• _Aim of the task_: Where a line holds the word "types", copy it from the records.

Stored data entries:
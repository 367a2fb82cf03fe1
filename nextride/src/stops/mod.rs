//! Stop catalog and nearest-stop lookup.
//!
//! The full catalog of stop areas is fetched from OVapi once per process
//! and held in memory for distance queries, code lookup and name search.

mod client;
mod error;
mod index;

pub use client::{
    CatalogClientConfig, StopAreaDto, StopAreaListResponse, StopCatalogClient, StopCatalogSource,
};
pub use error::CatalogError;
pub use index::{StaticCatalog, StopIndex, rank_nearest};
//! Scheduled departures from the GTFS backend.
//!
//! The backend serves timetable departures for a stop as a flat list of
//! wall-clock times. It is the fallback when no real-time data exists.

mod client;
mod convert;
mod types;

pub use client::{ScheduleClient, ScheduleConfig};
pub use convert::{ConversionError, convert_entry, convert_schedule};
pub use types::{ScheduleResponse, ScheduledEntry};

• _Task answer_:
mod types;
pub use types::{ScheduleResponse, ScheduledEntry};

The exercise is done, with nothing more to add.